**Task instructions:** Once you have read the records, output them exactly.

Stored items:
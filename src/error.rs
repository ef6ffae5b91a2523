//! Error types for container parsing, decompression and schema setup

use thiserror::Error;

/// Errors that can occur while unpacking a compressed container.
///
/// The row decoder never produces these: corrupted rows degrade to
/// zero/null outputs instead of failing the decode pass.
#[derive(Debug, Error, Clone, PartialEq, Eq)]
pub enum CodecError {
    /// Container signature or structure not recognized
    #[error("Unrecognized format: {0}")]
    Format(String),
    /// A declared field extends past the end of the buffer
    #[error("Truncated input: {0}")]
    TruncatedInput(String),
    /// Fixed-capacity destination cannot hold the decoded stream
    #[error("Destination buffer too small: capacity of {capacity} bytes exhausted")]
    BufferTooSmall { capacity: usize },
    /// Codec-level decode failure in the middle of a stream
    #[error("Stream corruption: {0}")]
    StreamCorruption(String),
    /// Recognized container carrying an unsupported inner method
    #[error("Unsupported compression: {0}")]
    UnsupportedCompression(String),
}

/// Errors that can occur when building a schema descriptor or preparing a decode pass
#[derive(Debug, Error, Clone, PartialEq, Eq)]
pub enum SchemaError {
    /// The flattened schema violates a structural invariant
    #[error("Invalid schema: {0}")]
    InvalidSchema(String),
    /// Output columns do not match the schema they are decoded from
    #[error("Column mismatch: {0}")]
    ColumnMismatch(String),
}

**Your response:**
filename src/error.rs
repository ef6ffae5b91a2523
//! Error types for container parsing, decompression and schema setup

use thiserror::Error;

/// Errors that can occur while unpacking a compressed container.
///
/// The row decoder never produces these: corrupted rows degrade to
/// zero/null outputs instead of failing the decode pass.
#[derive(Debug, Error, Clone, PartialEq, Eq)]
pub enum CodecError {
    /// Container signature or structure not recognized
    #[error("Unrecognized format: {0}")]
    Format(String),
    /// A declared field extends past the end of the buffer
    #[error("Truncated input: {0}")]
    TruncatedInput(String),
    /// Fixed-capacity destination cannot hold the decoded stream
    #[error("Destination buffer too small: capacity of {capacity} bytes exhausted")]
    BufferTooSmall { capacity: usize },
    /// Codec-level decode failure in the middle of a stream
    #[error("Stream corruption: {0}")]
    StreamCorruption(String),
    /// Recognized container carrying an unsupported inner method
    #[error("Unsupported compression: {0}")]
    UnsupportedCompression(String),
}

/// Errors that can occur when building a schema descriptor or preparing a decode pass
#[derive(Debug, Error, Clone, PartialEq, Eq)]
pub enum SchemaError {
    /// The flattened schema violates a structural invariant
    #[error("Invalid schema: {0}")]
    InvalidSchema(String),
    /// Output columns do not match the schema they are decoded from
    #[error("Column mismatch: {0}")]
    ColumnMismatch(String),
}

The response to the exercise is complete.